A história de «Flesh and Bone» é contada na perspectiva de Claire Robbins, interpretação estonteante de Sarah Hay numa performance de corpo e alma. A actriz é bailarina na vida real e teve uma pequena participação em «Cisne Negro». Interpreta uma jovem que foge do seu lar em Pittsburgh na Pensilvânia e vem para Nova Iorque só com o seu talento natural e com um único plano – singrar ao mais alto nível – falhar não é uma opção. A ambição e a vocação pura para a arte do bailado fazem dela uma prima-dona no momento em que os seus pés de bailarina entram em contacto com o solo. Paul Grayson (Ben Daniels, um actor com vasta experiência no teatro) é o director artístico da American Ballet Caompany, é um tirano que aposta tudo no seu legado sem olhar a meios para atingir os fins após a morte do seu namorado e co-director artístico da companhia, ele está só para enfrentar as adversidades e o seu ego.

Há uma mão cheia de histórias prontas a serem reveladas em «Flesh and Bone» ao longo de oito episódios que andam sempre no fio da navalha e invariavelmente têm interpretações de primeira água. Os enredos paralelos retratam relatos sobre a competição entre as bailarinas, as formas de arrecadar dinheiro noutros palcos num clube de strip com ligação ao crime organizado, o chocante passado de Claire e a relação com o seu irmão (Josh Helman), o relato de Mia (Emily Tyra) a parceira de apartamento de Claire que sofre de um complicado distúrbio alimentar, o imprevisível Romeo (Damon Herriman), um estranho sem-abrigo do prédio de Claire, que nas suas alucinações tem o poder da premonição, um bailarino (Sascha Radetsky, bailarino solista na vida real no American Ballet Theatre) que se vê forçado a efectuar outros compromissos para ganhar o seu lugar e a deslumbrante prima-bailarina Kiira que está à beira do fim. A convincente interpretação de Kiira pertenceu a Irina Dvorovenko, uma bela bailarina de origem ucraniana do American Ballet Theatre que se retirou dos palcos em 2013.
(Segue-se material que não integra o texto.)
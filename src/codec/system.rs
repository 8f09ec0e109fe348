//! Robot identity files: the `KEY:value` system file and `/etc/hostname`

use super::atomic::write_atomic;
use super::read_required;
use crate::defaults;
use crate::error::Result;
use crate::models::{SystemConf, SystemKey};
use std::path::Path;
use std::process::Command;

/// Keys persisted in the system file, in file order
pub const PERSISTED_KEYS: [SystemKey; 3] = [SystemKey::Model, SystemKey::Version, SystemKey::Ros];

/// Values found in the system file; missing lines stay `None`
#[derive(Debug, Clone, Default, PartialEq, Eq)]
pub struct SystemFields {
    pub model: Option<String>,
    pub version: Option<String>,
    pub ros: Option<String>,
}

impl SystemFields {
    pub fn apply_to(self, conf: &mut SystemConf) {
        if let Some(model) = self.model {
            conf.model = model;
        }
        if let Some(version) = self.version {
            conf.version = version;
        }
        if let Some(ros) = self.ros {
            conf.ros = ros;
        }
    }
}

fn line_key(line: &str) -> Option<(SystemKey, &str)> {
    let (name, value) = line.split_once(':')?;
    let key = PERSISTED_KEYS
        .iter()
        .copied()
        .find(|key| name.trim() == key.as_str())?;
    Some((key, value))
}

fn persisted_value(conf: &SystemConf, key: SystemKey) -> &str {
    match key {
        SystemKey::Model => &conf.model,
        SystemKey::Version => &conf.version,
        _ => &conf.ros,
    }
}

pub fn parse(text: &str) -> SystemFields {
    let mut fields = SystemFields::default();
    for line in text.lines() {
        if let Some((key, value)) = line_key(line) {
            let value = Some(value.trim().to_string()).filter(|v| !v.is_empty());
            match key {
                SystemKey::Model => fields.model = value,
                SystemKey::Version => fields.version = value,
                _ => fields.ros = value,
            }
        }
    }
    fields
}

/// Patch the `MODEL`, `VERSION` and `ROS` lines, appending any that are missing
pub fn render(existing: &str, conf: &SystemConf) -> String {
    let mut seen = Vec::new();
    let mut out = String::with_capacity(existing.len() + 32);

    for line in existing.split_inclusive('\n') {
        let content = line.trim_end_matches(['\n', '\r']);
        match line_key(content) {
            Some((key, _)) => {
                out.push_str(&format!("{}:{}", key, persisted_value(conf, key)));
                out.push_str(&line[content.len()..]);
                seen.push(key);
            }
            None => out.push_str(line),
        }
    }

    for key in PERSISTED_KEYS.iter().filter(|key| !seen.contains(*key)) {
        if !out.is_empty() && !out.ends_with('\n') {
            out.push('\n');
        }
        out.push_str(&format!("{}:{}\n", key, persisted_value(conf, *key)));
    }

    out
}

/// First line of the hostname file
pub fn parse_hostname(text: &str) -> Option<String> {
    text.lines()
        .next()
        .map(str::trim)
        .filter(|name| !name.is_empty())
        .map(str::to_string)
}

/// Hostname file contents; written bare, without a line terminator
pub fn render_hostname(conf: &SystemConf) -> String {
    conf.hostname.clone()
}

pub fn read(path: &Path) -> Result<SystemFields> {
    Ok(parse(&read_required(path)?))
}

pub fn read_hostname(path: &Path) -> Result<Option<String>> {
    Ok(parse_hostname(&read_required(path)?))
}

/// Patch the system file in place and rewrite the hostname file
pub fn write(system_path: &Path, hostname_path: &Path, conf: &SystemConf) -> Result<()> {
    let existing = super::read_optional(system_path)?.unwrap_or_default();
    write_atomic(system_path, &render(&existing, conf))?;
    write_atomic(hostname_path, &render_hostname(conf))
}

/// Keep the addresses reported by `hostname -I` minus the Create 3 USB link
pub fn filter_addresses(output: &str) -> Option<String> {
    let addresses: Vec<&str> = output
        .split_whitespace()
        .filter(|address| *address != defaults::COMPANION_LINK_ADDRESS)
        .collect();
    if addresses.is_empty() {
        None
    } else {
        Some(addresses.join(" "))
    }
}

/// Current addresses of the robot, or `None` if they cannot be determined
pub fn detect_ip() -> Option<String> {
    let output = Command::new("hostname").arg("-I").output().ok()?;
    if !output.status.success() {
        return None;
    }
    filter_addresses(&String::from_utf8_lossy(&output.stdout))
}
O farol condutor da série faz-se pela via da dança e dos demónios de cada um dos personagens mas também pelo cunho visual da sua produção na coreografia dos bailados e ensaios e a realização dos episódios. Neste último aspecto, destaque para a brilhante direcção do primeiro episódio dirigido com perspicácia pelo australiano David Michôd («Reino Animal»), veja-se como foca as faces e as emoções gravadas nos seus rostos optando por deixar os espectadores e a surpresa da dança de Claire para o clímax do primeiro episódio. A música da série foi composta por Dave Porter (orquestração) e Adam Crystal (compositor dos bailados).

Uma nota final para o genérico da série que sintetiza o brilhantismo da mesma ao som de “Obsession” de Karen O, uma melodia que retrata na perfeição o lado obsessivo que se esconde nos vários personagens.
«Flesh and Bone» é uma das grandes surpresas da temporada na revelação de uma estrela e numa série que toca na alma dos espectadores.